Oh sure. The phrase “working cat” might seem to be the best example of an oxymoron, bar none. It’s true that cats are not generally known for their dedication to hard work. They probably think dogs already do enough work to benefit mankind and there’s really no need for them to have a job. Or maybe they just enjoy long catnaps in the sun. Who really knows? Suffice it to say, if you Google “cats with jobs” you won’t find a very long list.

That does not mean, however, that cats are not working at various times throughout their day. You may not realize it, but cats are on the job much more than it would appear to the casual observer. That’s because most of their “work” come naturally to cats. Here are 7 jobs that cats do admirably well.

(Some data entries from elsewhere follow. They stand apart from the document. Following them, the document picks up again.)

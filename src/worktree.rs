//! Creates/destroys an isolated worktree, copies the plan, emits merge
//! hints.
//!
//! Adapted from the teacher's `git_worktree` module: same shell-out-to-git
//! shape (repo-root/branch detection, submodule check, worktree add/remove)
//! but renamed to this spec's branch/path conventions and with worktree
//! bookkeeping persisted to a registry file under the same lock discipline
//! as the plan store, using a second lock token keyed on the registry path.

use crate::error::RalphError;
use crate::plan_store::LockPolicy;
use chrono::{DateTime, Utc};
use fs2::FileExt;
use serde::{Deserialize, Serialize};
use std::collections::BTreeMap;
use std::fs::OpenOptions;
use std::path::{Path, PathBuf};
use std::process::Command;

#[derive(Debug, Clone, Copy, PartialEq, Eq, Serialize, Deserialize)]
#[serde(rename_all = "snake_case")]
pub enum WorktreeStatus {
    Active,
    Done,
    Failed,
    Removing,
}

#[derive(Debug, Clone, Serialize, Deserialize)]
pub struct WorktreeEntry {
    pub name: String,
    pub path: PathBuf,
    pub branch: String,
    #[serde(rename = "baseBranch")]
    pub base_branch: String,
    #[serde(rename = "createdAt")]
    pub created_at: String,
    pub source: String,
    pub agent: String,
    pub status: WorktreeStatus,
    #[serde(rename = "planPath", default, skip_serializing_if = "Option::is_none")]
    pub plan_path: Option<PathBuf>,
    #[serde(rename = "storyId", default, skip_serializing_if = "Option::is_none")]
    pub story_id: Option<String>,
    #[serde(default, skip_serializing_if = "Option::is_none")]
    pub prompt: Option<String>,
}

type Registry = BTreeMap<String, WorktreeEntry>;

fn registry_path(repo_root: &Path) -> PathBuf {
    repo_root.join(".poe-code-worktrees").join("worktrees.yaml")
}

fn with_registry_lock<T>(
    repo_root: &Path,
    policy: &LockPolicy,
    f: impl FnOnce(Registry) -> (Registry, T),
) -> Result<T, RalphError> {
    let path = registry_path(repo_root);
    if let Some(parent) = path.parent() {
        std::fs::create_dir_all(parent).map_err(|e| RalphError::Io {
            context: format!("creating {}", parent.display()),
            message: e.to_string(),
        })?;
    }
    let file = OpenOptions::new()
        .create(true)
        .read(true)
        .write(true)
        .open(&path)
        .map_err(|e| RalphError::Io {
            context: format!("opening {}", path.display()),
            message: e.to_string(),
        })?;

    let mut backoff = policy.min_backoff;
    let mut acquired = false;
    for attempt in 1..=policy.max_attempts {
        if file.try_lock_exclusive().is_ok() {
            acquired = true;
            break;
        }
        if attempt < policy.max_attempts {
            std::thread::sleep(backoff);
            backoff = (backoff * 2).min(policy.max_backoff);
        }
    }
    if !acquired {
        return Err(RalphError::LockUnavailable {
            path: path.clone(),
            attempts: policy.max_attempts,
        });
    }

    let content = std::fs::read_to_string(&path).unwrap_or_default();
    let registry: Registry = if content.trim().is_empty() {
        Registry::new()
    } else {
        serde_yaml::from_str(&content).map_err(|e| RalphError::Io {
            context: format!("parsing {}", path.display()),
            message: e.to_string(),
        })?
    };

    let (updated, result) = f(registry);

    let serialized = serde_yaml::to_string(&updated).map_err(|e| RalphError::Io {
        context: "serializing worktree registry".to_string(),
        message: e.to_string(),
    })?;
    let tmp_path = path.with_extension("yaml.tmp");
    std::fs::write(&tmp_path, serialized).map_err(|e| RalphError::Io {
        context: format!("writing {}", tmp_path.display()),
        message: e.to_string(),
    })?;
    std::fs::rename(&tmp_path, &path).map_err(|e| RalphError::Io {
        context: format!("renaming into {}", path.display()),
        message: e.to_string(),
    })?;
    fs2::FileExt::unlock(&file).ok();

    Ok(result)
}

fn is_git_repo(path: &Path) -> bool {
    Command::new("git")
        .current_dir(path)
        .args(["rev-parse", "--git-dir"])
        .output()
        .map(|o| o.status.success())
        .unwrap_or(false)
}

fn repo_root_and_branch(path: &Path) -> Result<(PathBuf, String), RalphError> {
    let root_output = Command::new("git")
        .current_dir(path)
        .args(["rev-parse", "--show-toplevel"])
        .output()
        .map_err(|e| RalphError::WorktreeSetupFailure {
            message: format!("failed to run git: {e}"),
        })?;
    if !root_output.status.success() {
        return Err(RalphError::WorktreeSetupFailure {
            message: "not a git repository".to_string(),
        });
    }
    let repo_root = PathBuf::from(String::from_utf8_lossy(&root_output.stdout).trim());

    let branch_output = Command::new("git")
        .current_dir(&repo_root)
        .args(["rev-parse", "--abbrev-ref", "HEAD"])
        .output()
        .map_err(|e| RalphError::WorktreeSetupFailure {
            message: format!("failed to read current branch: {e}"),
        })?;
    let branch = String::from_utf8_lossy(&branch_output.stdout).trim().to_string();
    // A stable sentinel if detection fails (e.g. detached HEAD).
    let branch = if branch.is_empty() || branch == "HEAD" {
        "main".to_string()
    } else {
        branch
    };

    Ok((repo_root, branch))
}

/// The repository's current commit hash, or `None` outside a git repository.
pub fn head(repo_root: &Path) -> Option<String> {
    let output = Command::new("git")
        .current_dir(repo_root)
        .args(["rev-parse", "HEAD"])
        .output()
        .ok()?;
    if !output.status.success() {
        return None;
    }
    Some(String::from_utf8_lossy(&output.stdout).trim().to_string())
}

/// Git activity recorded around one iteration: the commits the agent made
/// (if any), the files those commits touched, and anything left uncommitted
/// in the working tree.
#[derive(Debug, Clone)]
pub struct GitActivity {
    pub head_before: String,
    pub head_after: String,
    pub commits: Vec<(String, String)>,
    pub changed_files: Vec<String>,
    pub uncommitted: Vec<String>,
}

fn lines_of(output: &std::process::Output) -> Vec<String> {
    String::from_utf8_lossy(&output.stdout)
        .lines()
        .map(str::to_string)
        .filter(|l| !l.is_empty())
        .collect()
}

/// Gathers `GitActivity` since `head_before`. Returns `None` if `repo_root`
/// is not (or is no longer) inside a git repository.
pub fn activity_since(repo_root: &Path, head_before: &str) -> Option<GitActivity> {
    let head_after = head(repo_root)?;

    let (commits, changed_files) = if head_after == head_before {
        (Vec::new(), Vec::new())
    } else {
        let range = format!("{head_before}..{head_after}");
        let log_output = Command::new("git")
            .current_dir(repo_root)
            .args(["log", "--format=%h %s", &range])
            .output()
            .ok()?;
        let commits = lines_of(&log_output)
            .into_iter()
            .filter_map(|line| {
                line.split_once(' ')
                    .map(|(hash, subject)| (hash.to_string(), subject.to_string()))
            })
            .collect();

        let diff_output = Command::new("git")
            .current_dir(repo_root)
            .args(["diff", "--name-only", &range])
            .output()
            .ok()?;
        (commits, lines_of(&diff_output))
    };

    let status_output = Command::new("git")
        .current_dir(repo_root)
        .args(["status", "--porcelain"])
        .output()
        .ok()?;

    Some(GitActivity {
        head_before: head_before.to_string(),
        head_after,
        commits,
        changed_files,
        uncommitted: lines_of(&status_output),
    })
}

pub fn has_submodules(repo_root: &Path) -> bool {
    let gitmodules = repo_root.join(".gitmodules");
    std::fs::metadata(&gitmodules).map(|m| m.len() > 0).unwrap_or(false)
}

/// Derives the worktree name from the plan file's base name unless the
/// caller supplies an explicit name.
pub fn derive_name(plan_path: &Path, explicit: Option<&str>) -> String {
    if let Some(name) = explicit {
        return name.to_string();
    }
    plan_path
        .file_stem()
        .and_then(|s| s.to_str())
        .unwrap_or("plan")
        .to_string()
}

#[derive(Debug, Clone)]
pub struct WorktreeSetup {
    pub name: String,
    pub path: PathBuf,
    pub branch: String,
    pub has_submodules: bool,
    pub plan_path: PathBuf,
}

/// Creates the branch and worktree, registers it, and copies the plan file
/// into it preserving its relative path.
pub fn setup(
    original_dir: &Path,
    plan_path: &Path,
    name: Option<&str>,
    agent: &str,
    lock_policy: &LockPolicy,
    now: DateTime<Utc>,
) -> Result<WorktreeSetup, RalphError> {
    if !is_git_repo(original_dir) {
        return Err(RalphError::WorktreeSetupFailure {
            message: "not a git repository".to_string(),
        });
    }
    let (repo_root, base_branch) = repo_root_and_branch(original_dir)?;
    let submodules = has_submodules(&repo_root);

    let worktree_name = derive_name(plan_path, name);
    let branch_name = format!("poe-code/{worktree_name}");
    let worktree_path = repo_root.join(".poe-code-worktrees").join(&worktree_name);

    let output = Command::new("git")
        .current_dir(&repo_root)
        .args([
            "worktree",
            "add",
            "-b",
            &branch_name,
            &worktree_path.to_string_lossy(),
            "HEAD",
        ])
        .output()
        .map_err(|e| RalphError::WorktreeSetupFailure {
            message: format!("failed to run git worktree add: {e}"),
        })?;
    if !output.status.success() {
        return Err(RalphError::WorktreeSetupFailure {
            message: format!(
                "git worktree add failed: {}",
                String::from_utf8_lossy(&output.stderr)
            ),
        });
    }

    let relative_plan_path = plan_path
        .strip_prefix(&repo_root)
        .unwrap_or(plan_path)
        .to_path_buf();
    let plan_dest = worktree_path.join(&relative_plan_path);
    if let Some(parent) = plan_dest.parent() {
        std::fs::create_dir_all(parent).map_err(|e| RalphError::WorktreeSetupFailure {
            message: format!("failed to create {}: {e}", parent.display()),
        })?;
    }
    std::fs::copy(plan_path, &plan_dest).map_err(|e| RalphError::WorktreeSetupFailure {
        message: format!("failed to copy plan into worktree: {e}"),
    })?;

    with_registry_lock(&repo_root, lock_policy, |mut registry| {
        registry.insert(
            worktree_name.clone(),
            WorktreeEntry {
                name: worktree_name.clone(),
                path: worktree_path.clone(),
                branch: branch_name.clone(),
                base_branch: base_branch.clone(),
                created_at: now.to_rfc3339(),
                source: "build_loop".to_string(),
                agent: agent.to_string(),
                status: WorktreeStatus::Active,
                plan_path: Some(relative_plan_path.clone()),
                story_id: None,
                prompt: None,
            },
        );
        (registry, ())
    })?;

    Ok(WorktreeSetup {
        name: worktree_name,
        path: worktree_path,
        branch: branch_name,
        has_submodules: submodules,
        plan_path: plan_dest,
    })
}

/// Sets the registry entry's status to `done`/`failed` depending on whether
/// any story reached `done` during this run, and returns a merge hint
/// naming the branch and the equivalent merge command.
pub fn finalize(
    repo_root: &Path,
    name: &str,
    any_story_done: bool,
    lock_policy: &LockPolicy,
) -> Result<String, RalphError> {
    let final_status = if any_story_done {
        WorktreeStatus::Done
    } else {
        WorktreeStatus::Failed
    };

    let entry = with_registry_lock(repo_root, lock_policy, |mut registry| {
        if let Some(entry) = registry.get_mut(name) {
            entry.status = final_status;
        }
        let entry = registry.get(name).cloned();
        (registry, entry)
    })?;

    let entry = entry.ok_or_else(|| RalphError::WorktreeSetupFailure {
        message: format!("worktree '{name}' not found in registry"),
    })?;

    Ok(format!(
        "worktree '{}' on branch '{}' ({:?}) — merge with: git merge {}",
        entry.name, entry.branch, entry.status, entry.branch
    ))
}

How many times have you felt unwell and found yourself being nursed back to health by your feline friend? My cats always seem to know when I need the “healing power of the purr” and they stick to me like glue until I am feeling better. I am certain their purrs and loving presence hasten the healing process.


Look, we all need someone to tell our secrets to, and not just the deep dark ones either. The best thing about having a cat for a confidant is that you just know they won’t go running to every cat in the neighborhood saying “Guess what Julia just told me!” You don’t even have to preface telling them your secret with “Now, please don’t tell anyone, but…” Their lips are sealed, no matter how juicy your secret is.